— WHAT TO PRODUCE —
If a line in the data below contains "sigma", copy it.

— Dataset entries —
---*---

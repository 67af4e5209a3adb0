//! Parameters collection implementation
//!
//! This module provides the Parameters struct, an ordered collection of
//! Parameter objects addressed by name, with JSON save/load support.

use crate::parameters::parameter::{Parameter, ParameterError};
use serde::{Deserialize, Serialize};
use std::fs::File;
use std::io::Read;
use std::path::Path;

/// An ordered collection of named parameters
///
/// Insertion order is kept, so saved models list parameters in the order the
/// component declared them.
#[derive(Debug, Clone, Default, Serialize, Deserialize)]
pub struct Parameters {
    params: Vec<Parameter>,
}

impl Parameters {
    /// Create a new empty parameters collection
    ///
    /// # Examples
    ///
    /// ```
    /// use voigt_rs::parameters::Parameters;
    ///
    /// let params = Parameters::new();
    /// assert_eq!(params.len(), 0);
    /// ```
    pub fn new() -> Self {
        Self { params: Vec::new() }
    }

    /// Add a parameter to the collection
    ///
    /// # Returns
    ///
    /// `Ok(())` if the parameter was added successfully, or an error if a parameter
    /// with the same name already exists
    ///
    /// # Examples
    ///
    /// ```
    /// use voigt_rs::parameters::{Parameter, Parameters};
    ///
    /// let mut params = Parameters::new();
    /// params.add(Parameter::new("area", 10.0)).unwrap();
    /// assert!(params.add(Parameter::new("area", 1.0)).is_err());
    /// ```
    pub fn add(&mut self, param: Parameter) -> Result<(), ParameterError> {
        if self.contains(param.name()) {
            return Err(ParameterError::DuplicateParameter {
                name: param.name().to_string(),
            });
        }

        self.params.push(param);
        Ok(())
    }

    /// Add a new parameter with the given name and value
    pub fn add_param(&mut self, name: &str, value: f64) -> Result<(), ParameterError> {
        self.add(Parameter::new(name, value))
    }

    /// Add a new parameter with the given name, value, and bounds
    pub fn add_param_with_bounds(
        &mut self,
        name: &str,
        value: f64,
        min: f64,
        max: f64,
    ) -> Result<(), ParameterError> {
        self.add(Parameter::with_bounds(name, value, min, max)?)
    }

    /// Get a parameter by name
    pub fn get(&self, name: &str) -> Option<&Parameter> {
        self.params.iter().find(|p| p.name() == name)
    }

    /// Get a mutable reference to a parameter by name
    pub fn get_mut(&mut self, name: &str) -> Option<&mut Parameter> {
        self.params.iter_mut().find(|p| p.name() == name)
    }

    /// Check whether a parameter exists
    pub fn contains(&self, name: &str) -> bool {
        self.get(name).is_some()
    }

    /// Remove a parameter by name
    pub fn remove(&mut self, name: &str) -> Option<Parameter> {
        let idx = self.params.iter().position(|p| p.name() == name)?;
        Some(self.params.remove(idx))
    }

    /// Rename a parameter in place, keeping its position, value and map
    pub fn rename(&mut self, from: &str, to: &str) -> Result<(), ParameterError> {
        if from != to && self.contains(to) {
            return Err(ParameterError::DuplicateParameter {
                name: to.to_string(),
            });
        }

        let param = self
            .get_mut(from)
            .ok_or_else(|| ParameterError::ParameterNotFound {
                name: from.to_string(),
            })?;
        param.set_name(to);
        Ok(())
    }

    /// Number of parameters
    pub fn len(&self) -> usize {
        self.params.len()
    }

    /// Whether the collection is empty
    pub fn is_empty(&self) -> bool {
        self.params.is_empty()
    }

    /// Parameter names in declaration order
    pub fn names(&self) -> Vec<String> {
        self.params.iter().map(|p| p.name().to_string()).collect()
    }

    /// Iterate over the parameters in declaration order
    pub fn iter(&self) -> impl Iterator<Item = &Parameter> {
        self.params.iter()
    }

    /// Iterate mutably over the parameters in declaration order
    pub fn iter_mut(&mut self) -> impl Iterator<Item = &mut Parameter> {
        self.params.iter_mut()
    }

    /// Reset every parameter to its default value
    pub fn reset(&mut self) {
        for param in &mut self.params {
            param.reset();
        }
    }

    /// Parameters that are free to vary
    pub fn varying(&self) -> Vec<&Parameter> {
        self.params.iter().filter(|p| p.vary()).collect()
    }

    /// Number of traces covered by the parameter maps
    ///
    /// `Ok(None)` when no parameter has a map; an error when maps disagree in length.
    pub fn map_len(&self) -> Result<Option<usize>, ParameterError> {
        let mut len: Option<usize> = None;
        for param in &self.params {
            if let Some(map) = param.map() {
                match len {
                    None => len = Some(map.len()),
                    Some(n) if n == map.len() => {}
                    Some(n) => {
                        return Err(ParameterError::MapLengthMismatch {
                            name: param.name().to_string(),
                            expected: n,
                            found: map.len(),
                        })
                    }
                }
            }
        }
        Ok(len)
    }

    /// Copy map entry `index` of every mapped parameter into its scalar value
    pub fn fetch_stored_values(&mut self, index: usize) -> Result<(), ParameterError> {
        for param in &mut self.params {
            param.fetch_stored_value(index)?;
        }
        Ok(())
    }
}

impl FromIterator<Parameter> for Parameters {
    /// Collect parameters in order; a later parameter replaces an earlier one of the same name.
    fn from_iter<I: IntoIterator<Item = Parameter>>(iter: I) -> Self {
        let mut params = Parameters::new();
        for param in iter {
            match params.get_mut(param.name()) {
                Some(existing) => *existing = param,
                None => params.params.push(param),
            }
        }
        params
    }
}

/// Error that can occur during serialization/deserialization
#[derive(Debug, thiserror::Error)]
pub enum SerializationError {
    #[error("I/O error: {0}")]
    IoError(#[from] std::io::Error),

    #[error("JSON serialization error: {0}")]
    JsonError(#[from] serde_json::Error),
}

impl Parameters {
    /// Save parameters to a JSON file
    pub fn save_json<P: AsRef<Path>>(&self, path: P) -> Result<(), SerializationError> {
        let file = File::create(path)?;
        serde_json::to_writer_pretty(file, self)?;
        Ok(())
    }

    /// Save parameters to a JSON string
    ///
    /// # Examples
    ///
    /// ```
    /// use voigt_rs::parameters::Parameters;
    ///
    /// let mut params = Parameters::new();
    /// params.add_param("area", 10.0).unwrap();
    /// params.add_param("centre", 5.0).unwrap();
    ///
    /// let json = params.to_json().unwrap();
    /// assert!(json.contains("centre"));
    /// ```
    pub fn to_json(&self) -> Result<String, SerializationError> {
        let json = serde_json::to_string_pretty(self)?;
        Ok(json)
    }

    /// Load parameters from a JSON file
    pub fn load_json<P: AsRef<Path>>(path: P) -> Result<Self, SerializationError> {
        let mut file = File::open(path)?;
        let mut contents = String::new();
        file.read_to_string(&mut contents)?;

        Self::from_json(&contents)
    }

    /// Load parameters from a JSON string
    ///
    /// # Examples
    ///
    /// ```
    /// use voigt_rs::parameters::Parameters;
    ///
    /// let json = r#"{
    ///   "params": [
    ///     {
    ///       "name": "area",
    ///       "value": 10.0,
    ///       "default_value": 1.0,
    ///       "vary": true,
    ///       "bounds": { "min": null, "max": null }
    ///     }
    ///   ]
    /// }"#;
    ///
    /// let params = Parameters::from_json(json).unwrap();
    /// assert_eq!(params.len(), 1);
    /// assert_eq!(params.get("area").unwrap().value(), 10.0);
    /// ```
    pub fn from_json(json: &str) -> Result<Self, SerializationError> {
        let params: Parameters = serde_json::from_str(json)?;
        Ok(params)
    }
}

---*---

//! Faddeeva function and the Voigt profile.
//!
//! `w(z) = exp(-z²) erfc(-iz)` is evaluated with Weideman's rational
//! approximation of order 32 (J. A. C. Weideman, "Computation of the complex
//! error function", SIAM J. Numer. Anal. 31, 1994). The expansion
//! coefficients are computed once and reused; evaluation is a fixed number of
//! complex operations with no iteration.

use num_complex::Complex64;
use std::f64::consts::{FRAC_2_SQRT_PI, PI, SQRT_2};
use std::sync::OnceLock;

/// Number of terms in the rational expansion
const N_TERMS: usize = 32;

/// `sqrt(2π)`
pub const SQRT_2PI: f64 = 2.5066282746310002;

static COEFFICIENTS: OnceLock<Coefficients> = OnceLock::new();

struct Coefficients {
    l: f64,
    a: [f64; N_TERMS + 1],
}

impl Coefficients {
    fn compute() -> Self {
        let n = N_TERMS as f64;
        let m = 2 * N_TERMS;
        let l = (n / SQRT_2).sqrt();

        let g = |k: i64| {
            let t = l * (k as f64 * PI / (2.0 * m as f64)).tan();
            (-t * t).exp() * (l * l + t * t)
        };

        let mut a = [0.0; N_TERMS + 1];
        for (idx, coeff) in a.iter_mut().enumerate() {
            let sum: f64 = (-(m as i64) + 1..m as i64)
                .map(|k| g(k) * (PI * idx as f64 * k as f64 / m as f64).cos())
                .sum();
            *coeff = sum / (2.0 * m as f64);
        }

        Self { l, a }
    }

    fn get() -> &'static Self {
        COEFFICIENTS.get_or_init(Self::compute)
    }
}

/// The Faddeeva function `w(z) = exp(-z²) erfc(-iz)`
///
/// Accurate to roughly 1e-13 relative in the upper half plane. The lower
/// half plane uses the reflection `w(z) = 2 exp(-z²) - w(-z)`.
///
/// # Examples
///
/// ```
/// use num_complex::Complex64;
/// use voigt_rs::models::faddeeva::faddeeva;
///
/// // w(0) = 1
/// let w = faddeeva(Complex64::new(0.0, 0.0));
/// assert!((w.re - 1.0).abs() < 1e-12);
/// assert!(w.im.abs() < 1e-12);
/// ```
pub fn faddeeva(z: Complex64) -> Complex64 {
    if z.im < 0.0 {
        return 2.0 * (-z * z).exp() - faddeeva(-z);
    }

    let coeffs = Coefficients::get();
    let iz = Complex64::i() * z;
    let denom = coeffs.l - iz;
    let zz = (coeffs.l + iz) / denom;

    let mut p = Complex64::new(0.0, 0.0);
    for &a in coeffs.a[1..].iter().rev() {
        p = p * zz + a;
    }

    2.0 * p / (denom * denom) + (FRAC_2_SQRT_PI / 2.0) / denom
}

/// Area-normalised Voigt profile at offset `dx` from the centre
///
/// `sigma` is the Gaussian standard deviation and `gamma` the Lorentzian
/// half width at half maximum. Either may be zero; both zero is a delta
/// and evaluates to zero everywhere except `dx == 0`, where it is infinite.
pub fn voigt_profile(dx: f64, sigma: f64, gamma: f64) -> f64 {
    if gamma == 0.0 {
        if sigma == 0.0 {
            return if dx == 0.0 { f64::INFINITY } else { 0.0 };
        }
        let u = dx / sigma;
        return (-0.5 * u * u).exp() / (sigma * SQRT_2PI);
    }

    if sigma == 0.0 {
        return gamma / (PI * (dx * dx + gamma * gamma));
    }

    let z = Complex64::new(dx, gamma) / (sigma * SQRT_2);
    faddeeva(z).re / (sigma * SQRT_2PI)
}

---*---

— RESPONSE BOX —
/// `sigma` is the Gaussian standard deviation and `gamma` the Lorentzian
pub fn voigt_profile(dx: f64, sigma: f64, gamma: f64) -> f64 {
        if sigma == 0.0 {
        let u = dx / sigma;
        return (-0.5 * u * u).exp() / (sigma * SQRT_2PI);
    if sigma == 0.0 {
    let z = Complex64::new(dx, gamma) / (sigma * SQRT_2);
    faddeeva(z).re / (sigma * SQRT_2PI)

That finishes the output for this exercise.